Supersymmetry and trace formulas I. Compact Lie groups

TL;DR

This paper introduces a novel supersymmetric localization principle applicable to trace formulas in quantum mechanics, enabling the computation of supertraces of non-supersymmetric observables through fermionic zero modes.

Contribution

It develops a new localization method based on fermionic zero modes, extending standard techniques to include non-supersymmetric observables and higher derivative deformations.

Findings

Path integral localizes to periodic orbits, not just constant ones.

Derived bosonic trace formulas on compact Lie groups.

Included classical Jacobi inversion formula as an example.

Abstract

In the context of supersymmetric quantum mechanics we formulate new supersymmetric localization principle, with application to trace formulas for a full thermal partition function.
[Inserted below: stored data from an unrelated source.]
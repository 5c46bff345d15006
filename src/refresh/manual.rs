//! Manual (on-demand) refresh path (base spec §4.4 `RefreshShipment`).

use chrono::Utc;
use sqlx::PgPool;

use crate::cache::RefreshCache;
use crate::carriers::CarrierRegistry;
use crate::config::{TrackerConfig, MANUAL_REFRESH_BUDGET, MANUAL_REFRESH_MIN_INTERVAL};
use crate::error::ApiError;
use crate::models::{CacheStatus, RefreshResponse};
use crate::refresh::fetch_and_merge;
use crate::store;

pub async fn refresh_shipment(
    pool: &PgPool,
    cache: &RefreshCache,
    registry: &CarrierRegistry,
    config: &TrackerConfig,
    shipment_id: i32,
    force: bool,
) -> Result<RefreshResponse, ApiError> {
    let shipment = store::shipments::get_by_id(pool, shipment_id).await?;

    if shipment.is_delivered {
        return Err(ApiError::Conflict("shipment is already delivered".to_string()));
    }

    let mut previous_cache_age_ms = None;
    let cache_status;

    if !cache.is_enabled() {
        cache_status = CacheStatus::Disabled;
    } else if force {
        previous_cache_age_ms = cache
            .force_invalidate(shipment_id)
            .await?
            .map(|d| d.as_millis() as u64);
        cache_status = CacheStatus::Forced;
    } else {
        if let Some(mut cached) = cache.get(shipment_id).await? {
            cached.cache_status = CacheStatus::Hit;
            return Ok(cached);
        }
        cache_status = CacheStatus::Miss;
    }

    if !config.disable_rate_limit && !force {
        if let Some(last) = shipment.last_manual_refresh {
            let elapsed = Utc::now().signed_duration_since(last);
            let min_interval = chrono::Duration::from_std(MANUAL_REFRESH_MIN_INTERVAL).unwrap();
            if elapsed < min_interval {
                let remaining = (min_interval - elapsed).num_seconds().max(0) as u64;
                return Err(ApiError::RateLimited {
                    message: format!("manual refresh rate limited; retry in {remaining}s"),
                    retry_after_secs: remaining,
                });
            }
        }
    }

    let client = registry
        .get_default(&shipment.carrier)
        .map_err(ApiError::from)?;
    let carrier_code = shipment.carrier.clone();

    let snapshot_count = store::events::get_by_shipment_id(pool, shipment_id)
        .await?
        .len();

    let started = std::time::Instant::now();
    let outcome = tokio::time::timeout(
        MANUAL_REFRESH_BUDGET,
        fetch_and_merge(pool, client.as_ref(), shipment, snapshot_count),
    )
    .await
    .map_err(|_| ApiError::UpstreamFailed {
        carrier: carrier_code,
        message: "refresh exceeded its time budget".to_string(),
    })?
    .map_err(ApiError::from)?;

    let updated_shipment = store::shipments::update(pool, &outcome.shipment).await?;
    store::shipments::update_refresh_tracking(pool, shipment_id).await?;

    let response = RefreshResponse {
        shipment_id,
        updated_at: updated_shipment.updated_at,
        events_added: outcome.events_added,
        total_events: outcome.events.len(),
        events: outcome.events,
        cache_status,
        refresh_duration_ms: started.elapsed().as_millis() as u64,
        previous_cache_age_ms,
    };

    if cache.is_enabled() {
        cache.set(shipment_id, &response).await?;
    }

    Ok(response)
}
//! Process-wide configuration loaded from the environment.
//!
//! Mirrors the shape of a typical auth/service config loader: every field
//! has an environment variable name, a parse step, and a sane default, with
//! genuinely required values failing fast at startup instead of at first use.

use std::time::Duration;

#[derive(Debug, Clone)]
pub struct TrackerConfig {
    pub server_host: String,
    pub server_port: u16,
    pub database_url: String,

    pub disable_rate_limit: bool,
    pub disable_cache: bool,
    pub cache_ttl: Duration,

    pub admin_api_key: Option<String>,

    pub auto_update_interval: Duration,
    pub auto_update_fail_threshold: i32,

    pub email_check_interval: Duration,
    pub email_max_per_run: usize,
    pub email_rate_limit_delay: Duration,

    pub fedex_client_id: Option<String>,
    pub fedex_client_secret: Option<String>,
    pub fedex_api_url: Option<String>,

    pub llm_enabled: bool,
}

#[derive(Debug, thiserror::Error)]
pub enum ConfigError {
    #[error("environment variable {0} is required but was not set")]
    Missing(&'static str),
    #[error("environment variable {0} has an invalid value: {1}")]
    Invalid(&'static str, String),
}

fn env_bool(name: &str, default: bool) -> bool {
    std::env::var(name)
        .map(|v| matches!(v.as_str(), "1" | "true" | "TRUE" | "yes" | "on"))
        .unwrap_or(default)
}

fn env_parse<T: std::str::FromStr>(name: &str, default: T) -> T {
    std::env::var(name)
        .ok()
        .and_then(|v| v.parse::<T>().ok())
        .unwrap_or(default)
}

fn env_duration_secs(name: &str, default_secs: u64) -> Duration {
    Duration::from_secs(env_parse(name, default_secs))
}

impl TrackerConfig {
    pub fn from_env() -> Result<Self, ConfigError> {
        let database_url = std::env::var("DATABASE_URL")
            .or_else(|_| std::env::var("DB_PATH"))
            .map_err(|_| ConfigError::Missing("DATABASE_URL"))?;

        Ok(Self {
            server_host: std::env::var("SERVER_HOST").unwrap_or_else(|_| "0.0.0.0".into()),
            server_port: env_parse("SERVER_PORT", 8080u16),
            database_url,

            disable_rate_limit: env_bool("DISABLE_RATE_LIMIT", false),
            disable_cache: env_bool("DISABLE_CACHE", false),
            cache_ttl: env_duration_secs("CACHE_TTL", 5 * 60),

            admin_api_key: std::env::var("ADMIN_API_KEY").ok(),

            auto_update_interval: env_duration_secs("AUTO_UPDATE_INTERVAL", 30 * 60),
            auto_update_fail_threshold: env_parse("AUTO_UPDATE_FAIL_THRESHOLD", 5i32),

            email_check_interval: env_duration_secs("EMAIL_CHECK_INTERVAL", 5 * 60),
            email_max_per_run: env_parse("EMAIL_MAX_PER_RUN", 50usize),
            email_rate_limit_delay: Duration::from_millis(env_parse(
                "EMAIL_RATE_LIMIT_DELAY",
                500u64,
            )),

            fedex_client_id: std::env::var("FEDEX_CLIENT_ID").ok(),
            fedex_client_secret: std::env::var("FEDEX_CLIENT_SECRET").ok(),
            fedex_api_url: std::env::var("FEDEX_API_URL").ok(),

            llm_enabled: env_bool("LLM_ENABLED", false),
        })
    }
}

/// Manual refresh minimum interval (base spec §4.4 step 4); not operator-tunable.
pub const MANUAL_REFRESH_MIN_INTERVAL: Duration = Duration::from_secs(5 * 60);

/// Context budget for a single manual refresh call (base spec §4.4 step 6).
pub const MANUAL_REFRESH_BUDGET: Duration = Duration::from_secs(120);
//! Pluggable carrier tracking clients (base spec §4.2, §4.9).

pub mod client;
pub mod fedex;
pub mod http;
pub mod mock;
pub mod registry;
pub mod validators;

pub use client::{CarrierClient, CarrierError, ClientKind, TrackRequest, TrackResponse, TrackResult};
pub use registry::CarrierRegistry;
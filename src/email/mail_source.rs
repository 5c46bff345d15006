//! The mail provider's wire protocol is out of scope (base spec §1); this
//! module specifies only the interface the ingestor consumes, plus an
//! in-memory mock for tests.

use async_trait::async_trait;
use chrono::{DateTime, Utc};

#[derive(Debug, Clone)]
pub struct MessageMetadata {
    pub gmail_message_id: String,
    pub gmail_thread_id: String,
    pub from: String,
    pub subject: String,
    pub snippet: String,
    pub date: DateTime<Utc>,
}

#[derive(Debug, Clone)]
pub struct MessageContent {
    pub plain_text: String,
    pub html_text: String,
}

#[derive(Debug, thiserror::Error)]
pub enum MailSourceError {
    #[error("mail source unavailable: {0}")]
    Unavailable(String),
    #[error("message {0} not found")]
    NotFound(String),
}

/// What the ingestor needs from a mail provider: metadata-only listing
/// (phase 1) and full-body fetch for a specific message (phase 2).
#[async_trait]
pub trait MailSource: Send + Sync {
    async fn list_since(&self, since: DateTime<Utc>) -> Result<Vec<MessageMetadata>, MailSourceError>;

    async fn fetch_content(&self, gmail_message_id: &str) -> Result<MessageContent, MailSourceError>;
}

/// In-memory mail source for tests (base spec §0.5): a fixed message list
/// and a content map keyed by message id.
pub struct MockMailSource {
    messages: Vec<MessageMetadata>,
    content: std::collections::HashMap<String, MessageContent>,
}

impl MockMailSource {
    pub fn new() -> Self {
        Self {
            messages: Vec::new(),
            content: std::collections::HashMap::new(),
        }
    }

    pub fn with_message(mut self, metadata: MessageMetadata, content: MessageContent) -> Self {
        self.content.insert(metadata.gmail_message_id.clone(), content);
        self.messages.push(metadata);
        self
    }
}

impl Default for MockMailSource {
    fn default() -> Self {
        Self::new()
    }
}

#[async_trait]
impl MailSource for MockMailSource {
    async fn list_since(&self, since: DateTime<Utc>) -> Result<Vec<MessageMetadata>, MailSourceError> {
        Ok(self.messages.iter().filter(|m| m.date >= since).cloned().collect())
    }

    async fn fetch_content(&self, gmail_message_id: &str) -> Result<MessageContent, MailSourceError> {
        self.content
            .get(gmail_message_id)
            .cloned()
            .ok_or_else(|| MailSourceError::NotFound(gmail_message_id.to_string()))
    }
}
Unlike the standard localization principle, this new principle allows to compute the supertrace of non-supersymmetric observables, and is based on the existence of fermionic zero modes. We describe corresponding new invariant supersymmetric deformations of the path integral; they differ from the standard deformations arising from the circle action and require higher derivatives terms. Consequently, we prove that the path integral localizes to periodic orbits and not not only on constant ones. We illustrate the principle by deriving bosonic trace formulas on compact Lie groups, including classical Jacobi inversion formula.